(Stored data entries)
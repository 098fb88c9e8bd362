//! Date-only normalization and weekday anchoring.

use chrono::{DateTime, Datelike, NaiveDate, NaiveDateTime, TimeZone};

/// Conversion of date-like values to a date-only [`NaiveDate`].
///
/// Any time-of-day component is truncated. Zoned timestamps keep their
/// local calendar date; no time-zone conversion takes place.
pub trait CalendarDateExt {
    /// Returns the calendar date with the time component removed.
    fn calendar_date(&self) -> NaiveDate;
}

impl CalendarDateExt for NaiveDate {
    fn calendar_date(&self) -> NaiveDate {
        *self
    }
}

impl CalendarDateExt for NaiveDateTime {
    fn calendar_date(&self) -> NaiveDate {
        self.date()
    }
}

impl<Tz: TimeZone> CalendarDateExt for DateTime<Tz> {
    fn calendar_date(&self) -> NaiveDate {
        self.date_naive()
    }
}

/// Returns the number of days elapsed since the most recent Sunday (0..=6).
///
/// Sunday itself yields 0 and Saturday yields 6.
pub fn days_from_sunday(date: NaiveDate) -> u32 {
    date.weekday().num_days_from_sunday()
}

/// Returns January 1 of the year containing `date`.
pub fn first_of_year(date: NaiveDate) -> NaiveDate {
    NaiveDate::from_ymd_opt(date.year(), 1, 1).unwrap_or(date)
}

/// Returns December 31 of the year containing `date`.
pub fn last_of_year(date: NaiveDate) -> NaiveDate {
    NaiveDate::from_ymd_opt(date.year(), 12, 31).unwrap_or(date)
}
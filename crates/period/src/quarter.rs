//! Calendar-quarter periods.

use chrono::NaiveDate;
use kalends_calendar::{CalendarError, first_of_quarter, last_of_month, shift_months};

use crate::calculator::PeriodCalculator;
use crate::error::PeriodError;

/// Calculator for three-month quarters beginning in January, April, July and October.
#[derive(Debug, Clone, Copy, Default, PartialEq, Eq)]
pub struct QuarterCalculator;

impl PeriodCalculator for QuarterCalculator {
    fn start_of_current(&self, date: NaiveDate) -> Result<NaiveDate, PeriodError> {
        Ok(first_of_quarter(date))
    }

    fn increment(&self, date: NaiveDate, units: i32) -> Result<NaiveDate, PeriodError> {
        let months = units.checked_mul(3).ok_or(CalendarError::OutOfRange {
            date,
            amount: i64::from(units) * 3,
            unit: "months",
        })?;
        Ok(shift_months(date, months)?)
    }

    fn end_of_boundary(&self, period_start: NaiveDate) -> Result<NaiveDate, PeriodError> {
        let third_month = shift_months(period_start, 2)?;
        Ok(last_of_month(third_month))
    }
}
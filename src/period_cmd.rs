//! Period command: show the term containing a date.

use anyhow::Result;
use chrono::NaiveDate;
use kalends_period::{PeriodCalculator, PeriodCalculatorExt, PeriodKind, PeriodRegistry};
use tracing::info_span;

use crate::cli::PeriodArgs;
use crate::config::KalendsConfig;
use crate::output::{PeriodReport, Render};

/// Run the period command.
pub fn run(args: PeriodArgs, config: &KalendsConfig) -> Result<()> {
    let period = config.period_kind(args.period)?;
    let _cmd = info_span!("period", %period, date = %args.date).entered();
    let registry = PeriodRegistry::new();
    let report = describe(registry.get_provider(period)?, period, args.date)?;
    print!("{}", report.render(config.output_format(args.format))?);
    Ok(())
}

fn describe(calc: &dyn PeriodCalculator, period: PeriodKind, date: NaiveDate) -> Result<PeriodReport> {
    Ok(PeriodReport {
        period,
        date,
        start_of_current: calc.start_of_current(date)?,
        end_of_current: calc.end_of_current(date)?,
        start_of_next: calc.start_of_next(date)?,
        end_of_previous: calc.end_of_previous(date)?,
    })
}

** THE PROBLEM **
The range runs from the line with "describe(registry.get_provider(period)?, period, args.date)?;" to the last line of the entries above, both included. Restate it word for word.

** RESPONSE FOR THIS EXERCISE **
    let report = describe(registry.get_provider(period)?, period, args.date)?;
    print!("{}", report.render(config.output_format(args.format))?);
    Ok(())
}

fn describe(calc: &dyn PeriodCalculator, period: PeriodKind, date: NaiveDate) -> Result<PeriodReport> {
    Ok(PeriodReport {
        period,
        date,
        start_of_current: calc.start_of_current(date)?,
        end_of_current: calc.end_of_current(date)?,
        start_of_next: calc.start_of_next(date)?,
        end_of_previous: calc.end_of_previous(date)?,
    })
}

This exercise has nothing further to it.